▶ **What you have to do**:
Whenever the string "return" turns up in a line below, that line should be copied.

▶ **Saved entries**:
______

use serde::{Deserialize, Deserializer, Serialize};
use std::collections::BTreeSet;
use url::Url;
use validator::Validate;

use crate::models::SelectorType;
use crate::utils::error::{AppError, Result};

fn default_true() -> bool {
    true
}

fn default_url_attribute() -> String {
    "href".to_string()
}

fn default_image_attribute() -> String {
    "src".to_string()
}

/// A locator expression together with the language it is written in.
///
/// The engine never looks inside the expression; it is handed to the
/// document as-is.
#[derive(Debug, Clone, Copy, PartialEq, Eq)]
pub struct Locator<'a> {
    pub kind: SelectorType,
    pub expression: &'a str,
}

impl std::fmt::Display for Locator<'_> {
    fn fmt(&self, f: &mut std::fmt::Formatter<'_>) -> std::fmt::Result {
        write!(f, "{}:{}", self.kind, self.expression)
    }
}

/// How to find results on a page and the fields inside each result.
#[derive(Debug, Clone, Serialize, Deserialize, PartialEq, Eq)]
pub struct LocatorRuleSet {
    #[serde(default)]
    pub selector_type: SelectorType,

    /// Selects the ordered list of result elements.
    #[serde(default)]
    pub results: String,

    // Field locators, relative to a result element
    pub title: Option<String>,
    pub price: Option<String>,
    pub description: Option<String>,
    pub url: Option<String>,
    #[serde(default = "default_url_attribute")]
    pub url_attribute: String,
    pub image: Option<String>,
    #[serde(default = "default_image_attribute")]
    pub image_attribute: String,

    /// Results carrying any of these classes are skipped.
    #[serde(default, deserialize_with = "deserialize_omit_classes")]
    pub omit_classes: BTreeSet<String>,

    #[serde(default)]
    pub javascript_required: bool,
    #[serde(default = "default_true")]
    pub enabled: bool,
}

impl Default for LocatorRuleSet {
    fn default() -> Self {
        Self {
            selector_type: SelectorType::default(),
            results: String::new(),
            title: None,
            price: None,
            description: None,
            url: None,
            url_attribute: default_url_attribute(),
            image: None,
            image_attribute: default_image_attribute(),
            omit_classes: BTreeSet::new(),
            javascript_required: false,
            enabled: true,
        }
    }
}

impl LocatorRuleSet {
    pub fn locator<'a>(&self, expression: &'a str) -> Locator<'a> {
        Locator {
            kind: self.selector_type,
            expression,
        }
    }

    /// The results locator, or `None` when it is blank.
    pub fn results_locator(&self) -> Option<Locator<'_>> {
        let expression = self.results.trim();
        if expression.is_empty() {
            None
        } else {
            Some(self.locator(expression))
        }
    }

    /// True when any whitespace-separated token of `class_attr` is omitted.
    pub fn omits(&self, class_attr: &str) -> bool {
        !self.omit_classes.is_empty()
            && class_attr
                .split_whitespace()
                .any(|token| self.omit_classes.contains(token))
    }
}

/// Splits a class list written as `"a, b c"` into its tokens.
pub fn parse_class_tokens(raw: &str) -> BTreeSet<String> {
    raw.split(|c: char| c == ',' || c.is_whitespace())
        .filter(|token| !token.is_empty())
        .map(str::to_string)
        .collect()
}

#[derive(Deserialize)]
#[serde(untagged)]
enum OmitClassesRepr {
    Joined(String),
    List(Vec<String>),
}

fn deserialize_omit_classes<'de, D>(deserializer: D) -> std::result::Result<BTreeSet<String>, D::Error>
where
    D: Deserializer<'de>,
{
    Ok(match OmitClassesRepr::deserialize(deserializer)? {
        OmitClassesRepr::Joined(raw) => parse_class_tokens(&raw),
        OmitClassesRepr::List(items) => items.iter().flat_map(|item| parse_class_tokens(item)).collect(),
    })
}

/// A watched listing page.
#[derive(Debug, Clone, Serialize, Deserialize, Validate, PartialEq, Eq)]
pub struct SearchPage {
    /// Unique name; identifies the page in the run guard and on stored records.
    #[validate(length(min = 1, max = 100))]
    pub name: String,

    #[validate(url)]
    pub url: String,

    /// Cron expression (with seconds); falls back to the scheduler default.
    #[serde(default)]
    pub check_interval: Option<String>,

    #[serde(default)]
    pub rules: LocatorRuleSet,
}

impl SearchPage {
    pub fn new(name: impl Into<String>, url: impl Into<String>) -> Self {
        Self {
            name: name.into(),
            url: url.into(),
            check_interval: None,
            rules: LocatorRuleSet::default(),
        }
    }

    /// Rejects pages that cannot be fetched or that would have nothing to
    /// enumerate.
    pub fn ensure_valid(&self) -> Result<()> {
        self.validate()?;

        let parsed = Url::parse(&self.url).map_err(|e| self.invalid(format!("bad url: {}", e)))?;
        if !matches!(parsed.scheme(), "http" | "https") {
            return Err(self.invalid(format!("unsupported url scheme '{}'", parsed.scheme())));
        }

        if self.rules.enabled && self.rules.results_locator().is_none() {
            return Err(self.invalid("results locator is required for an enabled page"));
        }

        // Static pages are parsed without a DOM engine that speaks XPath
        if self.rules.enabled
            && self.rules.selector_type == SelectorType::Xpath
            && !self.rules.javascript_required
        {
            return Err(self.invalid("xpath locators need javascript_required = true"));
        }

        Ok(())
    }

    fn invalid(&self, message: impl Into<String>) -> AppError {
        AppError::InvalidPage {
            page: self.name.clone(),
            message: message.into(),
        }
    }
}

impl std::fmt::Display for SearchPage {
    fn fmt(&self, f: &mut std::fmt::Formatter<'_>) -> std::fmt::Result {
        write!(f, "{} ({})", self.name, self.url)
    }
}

______

▶ **Answer to this exercise**:
            return Err(self.invalid(format!("unsupported url scheme '{}'", parsed.scheme())));
            return Err(self.invalid("results locator is required for an enabled page"));
            return Err(self.invalid("xpath locators need javascript_required = true"));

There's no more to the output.